> Task directions
Across all the records, filter for lines with the word "filename" and copy them.
***** Data under study *****
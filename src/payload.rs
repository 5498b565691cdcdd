//! The embedded server payload: props resolved during the server
//! render pass, serialized into the delivered page, and handed back to
//! the lifecycle wrapper during hydration.
//!
//! Rather than reaching for an ambient global, the payload is an
//! explicit object with defined ownership: the server rendering entry
//! point builds one (see [`resolve_to_payload`](
//! crate::fetch::resolve_to_payload)), serializes it with
//! [`to_json`](ServerPayload::to_json), and the hydration entry point
//! reconstructs it with [`from_json`](ServerPayload::from_json) and
//! [`provide`](ServerPayload::provide)s it before mounting.  Each
//! wrapper instance then consumes its own entry at most once.

use std::sync::{Arc, RwLock};

use indexmap::IndexMap;
use leptos::context::{provide_context, use_context};

use crate::props::PropMap;

/// Props per component display name, produced once at server render
/// time and read back during hydration.
#[derive(Clone, Default)]
pub struct ServerPayload {
    inner: Arc<RwLock<IndexMap<String, PropMap>>>,
}

impl ServerPayload {
    pub fn new() -> Self {
        Self::default()
    }

    /// Reconstruct a payload from the JSON embedded in the page.
    pub fn from_json(raw: &str) -> Result<Self, serde_json::Error> {
        Ok(Self {
            inner: Arc::new(RwLock::new(serde_json::from_str(raw)?)),
        })
    }

    /// Serialize the current entries for embedding into the page.
    pub fn to_json(&self) -> Result<String, serde_json::Error> {
        serde_json::to_string(&*self.inner.read().expect("payload lock poisoned"))
    }

    /// Record the resolved props for a component name.
    pub fn insert(&self, name: impl Into<String>, props: PropMap) {
        self.inner
            .write()
            .expect("payload lock poisoned")
            .insert(name.into(), props);
    }

    /// Look up an entry without consuming it.  This is the server
    /// render path, where the same payload is later serialized for the
    /// client and must stay intact.
    pub fn get(&self, name: &str) -> Option<PropMap> {
        self.inner
            .read()
            .expect("payload lock poisoned")
            .get(name)
            .cloned()
    }

    /// Consume an entry.  This is the hydration path; a second take
    /// for the same name returns `None`, so a re-parameterized
    /// instance falls through to a fresh fetch.
    pub fn take(&self, name: &str) -> Option<PropMap> {
        self.inner
            .write()
            .expect("payload lock poisoned")
            .shift_remove(name)
    }

    pub fn is_empty(&self) -> bool {
        self.inner.read().expect("payload lock poisoned").is_empty()
    }

    /// Place this payload into the reactive context so that wrappers
    /// further down the view tree can find it.
    pub fn provide(self) {
        provide_context(self);
    }

    /// Acquire a handle to a possibly provided payload.
    ///
    /// This goes through `use_context` underneath, so call it at the
    /// component's top level.  A handle is always returned; when no
    /// payload was provided every lookup through it simply misses,
    /// which sends the wrapper down its re-fetch path.  This keeps
    /// components loosely coupled to the payload the same way they
    /// would be to an embedded page state that never materialized.
    pub fn handle() -> PayloadHandle {
        PayloadHandle {
            inner: use_context::<ServerPayload>(),
        }
    }
}

/// A handle to a possibly available [`ServerPayload`].
#[derive(Clone)]
pub struct PayloadHandle {
    inner: Option<ServerPayload>,
}

impl PayloadHandle {
    pub fn get(&self, name: &str) -> Option<PropMap> {
        self.inner.as_ref().and_then(|payload| payload.get(name))
    }

    pub fn take(&self, name: &str) -> Option<PropMap> {
        self.inner.as_ref().and_then(|payload| payload.take(name))
    }
}

mod debug {
    use super::*;
    use std::fmt;

    impl fmt::Debug for ServerPayload {
        fn fmt(&self, f: &mut fmt::Formatter<'_>) -> fmt::Result {
            let entries = self.inner.read().expect("payload lock poisoned");
            f.debug_struct("ServerPayload")
                .field("components", &entries.keys().collect::<Vec<_>>())
                .finish()
        }
    }

    impl fmt::Debug for PayloadHandle {
        fn fmt(&self, f: &mut fmt::Formatter<'_>) -> fmt::Result {
            f.debug_struct("PayloadHandle")
                .field("inner", &self.inner)
                .finish()
        }
    }
}
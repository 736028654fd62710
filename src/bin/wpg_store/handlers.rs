use super::*;

pub(super) async fn healthz() -> Json<serde_json::Value> {
    Json(serde_json::json!({"status": "ok"}))
}

pub(super) async fn whoami(Extension(subject): Extension<Subject>) -> Json<Identity> {
    Json(Identity { name: subject.user })
}

pub(super) async fn create_repo(
    State(state): State<Arc<AppState>>,
    Extension(subject): Extension<Subject>,
    Json(payload): Json<CreateRepoRequest>,
) -> Result<(StatusCode, Json<RepoInfo>), Response> {
    validate_repo_id(&payload.id).map_err(bad_request)?;

    let mut repos = state.repos.write().await;
    if let Some(existing) = repos.get(&payload.id) {
        return Ok((StatusCode::OK, Json(existing.clone())));
    }

    let info = RepoInfo {
        id: payload.id.clone(),
        owner: subject.user,
        created_at: now_ts(),
    };
    persist_repo(&state, &info).map_err(internal_error)?;
    tracing::info!(repo = %info.id, "repository created");
    repos.insert(info.id.clone(), info.clone());
    Ok((StatusCode::CREATED, Json(info)))
}

async fn require_repo(state: &AppState, repo_id: &str) -> Result<(), Response> {
    validate_repo_id(repo_id).map_err(bad_request)?;
    let repos = state.repos.read().await;
    if !repos.contains_key(repo_id) {
        return Err(not_found());
    }
    Ok(())
}

pub(super) async fn list_objects(
    State(state): State<Arc<AppState>>,
    Path(repo_id): Path<String>,
) -> Result<Json<Vec<ObjectEntry>>, Response> {
    require_repo(&state, &repo_id).await?;
    let entries = list_entries(&state, &repo_id).map_err(internal_error)?;
    Ok(Json(entries))
}

pub(super) async fn get_object(
    State(state): State<Arc<AppState>>,
    Path((repo_id, name)): Path<(String, String)>,
) -> Result<Response, Response> {
    require_repo(&state, &repo_id).await?;
    validate_name(&name).map_err(bad_request)?;

    let path = objects_dir(&state, &repo_id).join(&name);
    let file = match tokio::fs::File::open(&path).await {
        Ok(file) => file,
        Err(e) if e.kind() == std::io::ErrorKind::NotFound => return Err(not_found()),
        Err(e) => {
            return Err(internal_error(
                anyhow::Error::new(e).context(format!("open {}", path.display())),
            ));
        }
    };
    let len = file
        .metadata()
        .await
        .with_context(|| format!("stat {}", path.display()))
        .map_err(internal_error)?
        .len();
    let body = Body::from_stream(tokio_util::io::ReaderStream::new(file));
    Ok(([(header::CONTENT_LENGTH, len.to_string())], body).into_response())
}

pub(super) async fn put_object(
    State(state): State<Arc<AppState>>,
    Path((repo_id, name)): Path<(String, String)>,
    headers: HeaderMap,
    body: Body,
) -> Result<StatusCode, Response> {
    require_repo(&state, &repo_id).await?;
    validate_name(&name).map_err(bad_request)?;

    let declared = headers
        .get(header::CONTENT_LENGTH)
        .and_then(|v| v.to_str().ok())
        .and_then(|v| v.parse::<u64>().ok());
    if declared.is_some_and(|len| len > state.max_object_bytes) {
        return Err(payload_too_large(state.max_object_bytes));
    }

    let Some(expected) = headers
        .get(CONTENT_HASH_HEADER)
        .and_then(|v| v.to_str().ok())
        .map(str::to_string)
    else {
        return Err(bad_request(anyhow::anyhow!(
            "missing {} header",
            CONTENT_HASH_HEADER
        )));
    };

    let tmp = temp_sibling(&objects_dir(&state, &repo_id).join(&name)).map_err(internal_error)?;
    let (size, actual) = match receive_body(body, &tmp, state.max_object_bytes).await {
        Ok(Received::Complete { size, blake3 }) => (size, blake3),
        Ok(Received::TooLarge) => {
            discard(&tmp).await;
            return Err(payload_too_large(state.max_object_bytes));
        }
        Err(err) => {
            discard(&tmp).await;
            return Err(bad_request(err));
        }
    };
    if actual != expected {
        discard(&tmp).await;
        return Err(bad_request(anyhow::anyhow!(
            "object hash mismatch (expected {}, got {})",
            expected,
            actual
        )));
    }

    let entry = ObjectEntry {
        name,
        size,
        blake3: actual,
    };
    if let Err(err) = commit_object(&state, &repo_id, &entry, &tmp) {
        discard(&tmp).await;
        return Err(internal_error(err));
    }
    tracing::info!(repo = %repo_id, object = %entry.name, size, "object stored");
    Ok(StatusCode::CREATED)
}

pub(super) async fn delete_objects(
    State(state): State<Arc<AppState>>,
    Path(repo_id): Path<String>,
    Json(payload): Json<DeleteObjectsRequest>,
) -> Result<Json<DeleteObjectsResponse>, Response> {
    require_repo(&state, &repo_id).await?;
    for name in &payload.names {
        validate_name(name).map_err(bad_request)?;
    }

    let mut deleted = Vec::new();
    for name in payload.names {
        if remove_object(&state, &repo_id, &name).map_err(internal_error)? {
            deleted.push(name);
        }
    }
    tracing::info!(repo = %repo_id, count = deleted.len(), "objects deleted");
    Ok(Json(DeleteObjectsResponse { deleted }))
}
*****
> Written solution
filename src/payload.rs
filename src/bin/wpg_store/handlers.rs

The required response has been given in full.